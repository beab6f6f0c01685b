//! Script repository
//!
//! Stores user-authored scripts and validates them on every save: field
//! ranges, existence of referenced hook scripts, absence of hook cycles and a
//! dry-run syntax check for the script's language.

use std::collections::HashSet;
use std::path::PathBuf;
use std::sync::Arc;
use std::time::Duration;

use chrono::Utc;
use tokio::sync::Mutex;
use tracing::{info, warn};
use uuid::Uuid;

use crate::errors::EngineError;
use crate::exec::runner::{CommandRunner, CommandSpec};
use crate::models::project::Project;
use crate::models::script::{HookSet, NewScript, ScriptDefinition};
use crate::scripts::builtin::{self, ScriptTemplate};
use crate::scripts::language::ScriptLanguage;
use crate::scripts::materialize::MaterializedScript;
use crate::scripts::template::Placeholder;
use crate::storage::layout::StorageLayout;
use crate::storage::table::{Record, Table};

pub const MAX_NAME_LEN: usize = 255;
pub const TIMEOUT_RANGE_SECS: std::ops::RangeInclusive<u64> = 10..=3600;
pub const MAX_ATTEMPTS_RANGE: std::ops::RangeInclusive<u32> = 1..=10;

/// Exit status of `sh` when the interpreter binary is missing
const COMMAND_NOT_FOUND: i32 = 127;

impl Record for ScriptDefinition {
    fn id(&self) -> Uuid {
        self.id
    }
}

pub struct ScriptRepository {
    table: Table<ScriptDefinition>,
    runner: Arc<dyn CommandRunner>,
    scratch_dir: PathBuf,
    check_timeout: Duration,
    /// Held across the hook graph check and the write that depends on it
    graph_lock: Mutex<()>,
}

impl ScriptRepository {
    pub async fn open(
        layout: &StorageLayout,
        runner: Arc<dyn CommandRunner>,
    ) -> Result<Self, EngineError> {
        Ok(Self {
            table: Table::open("script", layout.scripts_file()).await?,
            runner,
            scratch_dir: layout.scratch_dir().path().to_path_buf(),
            check_timeout: Duration::from_secs(30),
            graph_lock: Mutex::new(()),
        })
    }

    pub fn scratch_dir(&self) -> &PathBuf {
        &self.scratch_dir
    }

    pub fn get(&self, id: Uuid) -> Option<ScriptDefinition> {
        self.table.get(id)
    }

    pub fn require(&self, id: Uuid) -> Result<ScriptDefinition, EngineError> {
        self.table.require(id)
    }

    pub fn list(&self) -> Vec<ScriptDefinition> {
        let mut scripts = self.table.list();
        scripts.sort_by(|a, b| a.name.cmp(&b.name));
        scripts
    }

    pub async fn create(&self, script: NewScript) -> Result<ScriptDefinition, EngineError> {
        let id = Uuid::new_v4();
        self.validate_content(&script).await?;

        let _graph = self.graph_lock.lock().await;
        self.check_hook_graph(id, &script.hooks)?;
        let definition = script.into_definition(id, Utc::now());
        info!("Created script {} ({})", definition.name, definition.id);
        self.table.upsert(definition).await
    }

    pub async fn update(&self, id: Uuid, script: NewScript) -> Result<ScriptDefinition, EngineError> {
        self.require(id)?;
        self.validate_content(&script).await?;

        let _graph = self.graph_lock.lock().await;
        let existing = self.require(id)?;
        self.check_hook_graph(id, &script.hooks)?;
        let definition = script.into_definition(id, existing.created_at);
        self.table.upsert(definition).await
    }

    /// Delete a script that no other script references
    pub async fn delete(&self, id: Uuid) -> Result<ScriptDefinition, EngineError> {
        let _graph = self.graph_lock.lock().await;
        if let Some(user) = self.table.find(|s| s.id != id && s.hooks.script_refs().any(|r| r == id)) {
            return Err(EngineError::ValidationError(format!(
                "script {} is used as a hook by '{}'",
                id, user.name
            )));
        }
        self.table
            .remove(id)
            .await?
            .ok_or_else(|| EngineError::NotFound(format!("script {}", id)))
    }

    /// Full validation of a script about to be stored under `id`
    pub async fn validate(&self, id: Uuid, script: &NewScript) -> Result<(), EngineError> {
        self.validate_content(script).await?;
        self.check_hook_graph(id, &script.hooks)
    }

    async fn validate_content(&self, script: &NewScript) -> Result<(), EngineError> {
        validate_fields(script)?;
        self.check_syntax(script.language, &script.content).await
    }

    /// Referenced scripts must exist and must not lead back to `id`
    pub fn check_hook_graph(&self, id: Uuid, hooks: &HookSet) -> Result<(), EngineError> {
        for reference in hooks.script_refs() {
            if reference != id && self.table.get(reference).is_none() {
                return Err(EngineError::ValidationError(format!(
                    "hook references unknown script {}",
                    reference
                )));
            }
        }

        let mut visited = HashSet::new();
        for start in hooks.script_refs() {
            let mut path = vec![id];
            if self.reaches(id, start, &mut visited, &mut path) {
                let chain: Vec<String> = path.iter().map(Uuid::to_string).collect();
                return Err(EngineError::HookCycle(chain.join(" -> ")));
            }
        }
        Ok(())
    }

    /// Depth-first search from `node` for `target` over stored hook references
    fn reaches(
        &self,
        target: Uuid,
        node: Uuid,
        visited: &mut HashSet<Uuid>,
        path: &mut Vec<Uuid>,
    ) -> bool {
        path.push(node);
        if node == target {
            return true;
        }
        if !visited.insert(node) {
            path.pop();
            return false;
        }

        let hooks = match self.table.get(node) {
            Some(script) => script.hooks,
            None => {
                path.pop();
                return false;
            }
        };
        for next in hooks.script_refs() {
            if self.reaches(target, next, visited, path) {
                return true;
            }
        }

        path.pop();
        false
    }

    /// Dry-run syntax check without executing the script.
    ///
    /// A missing interpreter is logged and not treated as a syntax error.
    pub async fn check_syntax(&self, language: ScriptLanguage, content: &str) -> Result<(), EngineError> {
        let script = MaterializedScript::create(&self.scratch_dir, language, content)?;
        let spec = CommandSpec::new(script.syntax_check_line(), self.check_timeout);
        let result = self.runner.execute(&spec).await?;

        if result.success {
            return Ok(());
        }
        if result.exit_code == Some(COMMAND_NOT_FOUND) {
            warn!(
                "{} is not installed, skipping syntax check",
                language.interpreter()
            );
            return Ok(());
        }

        let message = if result.timed_out {
            "syntax check timed out".to_string()
        } else {
            let output = result.combined_output();
            let output = output.trim();
            if output.is_empty() {
                format!("exit code {}", result.exit_code.unwrap_or(-1))
            } else {
                output.to_string()
            }
        };
        Err(EngineError::ScriptSyntaxError {
            language: language.to_string(),
            message,
        })
    }

    pub fn templates(&self) -> &'static [ScriptTemplate] {
        builtin::templates()
    }

    /// Instantiate a built-in template for `project` and store it
    pub async fn generate_from_template(
        &self,
        key: &str,
        project: &Project,
    ) -> Result<ScriptDefinition, EngineError> {
        let template = builtin::template(key)
            .ok_or_else(|| EngineError::NotFound(format!("script template {}", key)))?;
        self.create(template.instantiate(project)).await
    }
}

/// Placeholders a script may use, with descriptions
pub fn available_variables() -> Vec<(&'static str, &'static str)> {
    Placeholder::ALL
        .iter()
        .map(|p| (p.name(), p.description()))
        .collect()
}

pub fn validate_fields(script: &NewScript) -> Result<(), EngineError> {
    let name = script.name.trim();
    if name.is_empty() {
        return Err(EngineError::ValidationError("name is required".to_string()));
    }
    if name.chars().count() > MAX_NAME_LEN {
        return Err(EngineError::ValidationError(format!(
            "name must be at most {} characters",
            MAX_NAME_LEN
        )));
    }
    if script.content.trim().is_empty() {
        return Err(EngineError::ValidationError("content is required".to_string()));
    }
    if !TIMEOUT_RANGE_SECS.contains(&script.timeout_secs) {
        return Err(EngineError::ValidationError(format!(
            "timeout must be between {} and {} seconds",
            TIMEOUT_RANGE_SECS.start(),
            TIMEOUT_RANGE_SECS.end()
        )));
    }
    if !MAX_ATTEMPTS_RANGE.contains(&script.retry.max_attempts) {
        return Err(EngineError::ValidationError(format!(
            "max attempts must be between {} and {}",
            MAX_ATTEMPTS_RANGE.start(),
            MAX_ATTEMPTS_RANGE.end()
        )));
    }
    Ok(())
}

****************************************

> [Task objective]:
Check every line of the data for the word "message". The response is the count alone.

> [Completed exercise]:
2